Nelayan Minta Pemerintah Permudah Izin Pulomas

Sebarkan artikel ini
Curhat sejumlah nelayan di salah satu Warkop di Sungailiat, Senin (26/8). Foto: Romlan

BANGKA – Sejumlah nelayan di Sungailiat meminta pemerintah tidak mempersulit perizinan PT Pulomas Sentosa yang telah banyak membantu mengeruk alur muara Jelitik atau muara Air Kantung di Kelurahan Jelitik, Kecamatan Sungailiat.

Permintaan itu datang dari Ichwan, salah satu nelayan bubu di Sungailiat, Senin (26/8) kemarin. Pria yang sudah puluhan tahun melakoni pekerjaan sebagai nelayan itu menyatakan, selama ini hanya PT Pulomas yang rela berkorban waktu dan biaya untuk melakukan pengerukan alur muara Jelitik.
[irp]
“Ya, kalau bisa izinnya PT Pulomas itu dibantu dipermudah, jangan dipersulit. Karena yang kami tahu cuma pulomas yang sudah melakukan pengerukan di alur muara Jelitik itu. Infonya Pulomas itu ngeruk pakai biaya sendiri,” ungkapnya.

Syahrul, tokoh nelayan setempat juga mengamini harapan Ichwan itu. Menurutnya, pemerintah sudah menunjuk PT Pulomas untuk melakukan pekerjaan pengerukan alur muara Jelitik, maka sudah seharusnya perizinan PT Pulomas dipermudah prosesnya.
[irp]
“PT Pulomas itu sudah banyak berkorban demi membantu kami masyarakat nelayan. Alhamdulillah, sekarang perahu nelayan sudah lancar lewat di alur muara Jelitik,” kata pria yang akrab disapa Mang Golek itu.

Mang Golek menuturkan, sejak ditunjuk oleh Penjabat Gubernur pada bulan April lalu, sampai sekarang PT Pulomas sudah berupaya membantu mengeruk alur muara Jelitik menggunakan alat berat jenis Excavator, sehingga perahu nelayan bisa leluasa melewati alur muara tersebut.
[irp]
“Mulai bulan April lah. Dulu Pj Gubernur sama Forkopimda yang suruh PT Pulomas kerja keruk alur muara demi membantu nelayan. Alhamdulillah, sekarang alur muara sudah terbuka. Memang belum maksimal, karena kerjanya cuma pakai PC. Kalau ada izinnya, kan PT Pulomas bisa sedot pasir di muara itu pakai kapal, bisa langsung isi ke Tongkang. Jadi tidak menumpuk lagi pasirnya di pinggir muara itu,” jelasnya.

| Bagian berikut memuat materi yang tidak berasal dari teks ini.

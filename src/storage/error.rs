use thiserror::Error;

#[derive(Error, Debug)]
pub enum StorageError {
    #[error("Storage quota exceeded writing '{key}': {required} bytes required, limit is {limit}")]
    QuotaExceeded {
        key: String,
        required: usize,
        limit: usize,
    },

    #[error("Failed to serialize slot contents: {0}")]
    Serialize(#[from] serde_json::Error),

    #[error("Database error: {0}")]
    Database(#[from] anyhow::Error),
}
use anyhow::Context;
use chrono::Utc;
use sqlx::{Row, SqlitePool};
use tracing::debug;

use super::{check_quota, SlotStore, StorageError, MIGRATION_001_SLOTS};

/// SQLite-backed slot storage: one row per slot in the `slots` table.
pub struct SlotRepository {
    pool: SqlitePool,
    quota: Option<usize>,
}

impl SlotRepository {
    /// Create a new repository with the given SQLite connection pool.
    pub fn new(pool: SqlitePool) -> Self {
        Self { pool, quota: None }
    }

    /// Limit the total bytes (keys plus values) stored across all slots.
    pub fn with_quota(mut self, bytes: Option<usize>) -> Self {
        self.quota = bytes;
        self
    }

    /// Connect to a SQLite database at the given URL.
    pub async fn connect(database_url: &str) -> anyhow::Result<Self> {
        let pool = SqlitePool::connect(database_url)
            .await
            .context("Failed to connect to database")?;
        Ok(Self::new(pool))
    }

    /// Run database migrations.
    pub async fn migrate(&self) -> anyhow::Result<()> {
        sqlx::query(MIGRATION_001_SLOTS)
            .execute(&self.pool)
            .await
            .context("Failed to run migration 001")?;
        Ok(())
    }

    /// Initialize a database (connect + migrate).
    pub async fn init(database_url: &str) -> anyhow::Result<Self> {
        let repo = Self::connect(database_url).await?;
        repo.migrate().await?;
        Ok(repo)
    }

    /// Bytes used by every slot except `key`.
    async fn bytes_used_by_others(&self, key: &str) -> anyhow::Result<usize> {
        let row = sqlx::query(
            r#"
            SELECT COALESCE(SUM(LENGTH(CAST(key AS BLOB)) + LENGTH(CAST(value AS BLOB))), 0) AS used
            FROM slots
            WHERE key != ?
            "#,
        )
        .bind(key)
        .fetch_one(&self.pool)
        .await
        .context("Failed to measure slot usage")?;

        let used: i64 = row.get("used");
        Ok(usize::try_from(used).unwrap_or(0))
    }
}

impl SlotStore for SlotRepository {
    async fn read(&self, key: &str) -> Result<Option<String>, StorageError> {
        let row = sqlx::query("SELECT value FROM slots WHERE key = ?")
            .bind(key)
            .fetch_optional(&self.pool)
            .await
            .with_context(|| format!("Failed to read slot '{}'", key))?;

        Ok(row.map(|row| row.get("value")))
    }

    async fn write(&self, key: &str, value: &str) -> Result<(), StorageError> {
        if self.quota.is_some() {
            let others = self.bytes_used_by_others(key).await?;
            check_quota(key, value, others, self.quota)?;
        }

        sqlx::query(
            r#"
            INSERT INTO slots (key, value, updated_at)
            VALUES (?, ?, ?)
            ON CONFLICT(key) DO UPDATE SET value = excluded.value, updated_at = excluded.updated_at
            "#,
        )
        .bind(key)
        .bind(value)
        .bind(Utc::now().to_rfc3339())
        .execute(&self.pool)
        .await
        .with_context(|| format!("Failed to write slot '{}'", key))?;

        debug!(key, bytes = value.len(), "slot written");
        Ok(())
    }
}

Harapan senada disampaikan Marhen, juga nelayan bubu. Ia berharap pemerintah serta pihak berwenang tidak mempersulit perizinan PT Pulomas, supaya perusahaan itu bisa maksimal melakukan pekerjaan kerja keruk di alur muara Jelitik tersebut.
[irp]
“Harapannya kurang lebih sama. Kami sebagai nelayan berharap PT Pulomas bisa kerja maksimal melakukan pengerukan. Supaya pemerintah mempermudah perizinan PT Pulomas, biar nanti bisa datangkan kapal untuk sedot pasir di muara itu,” katanya.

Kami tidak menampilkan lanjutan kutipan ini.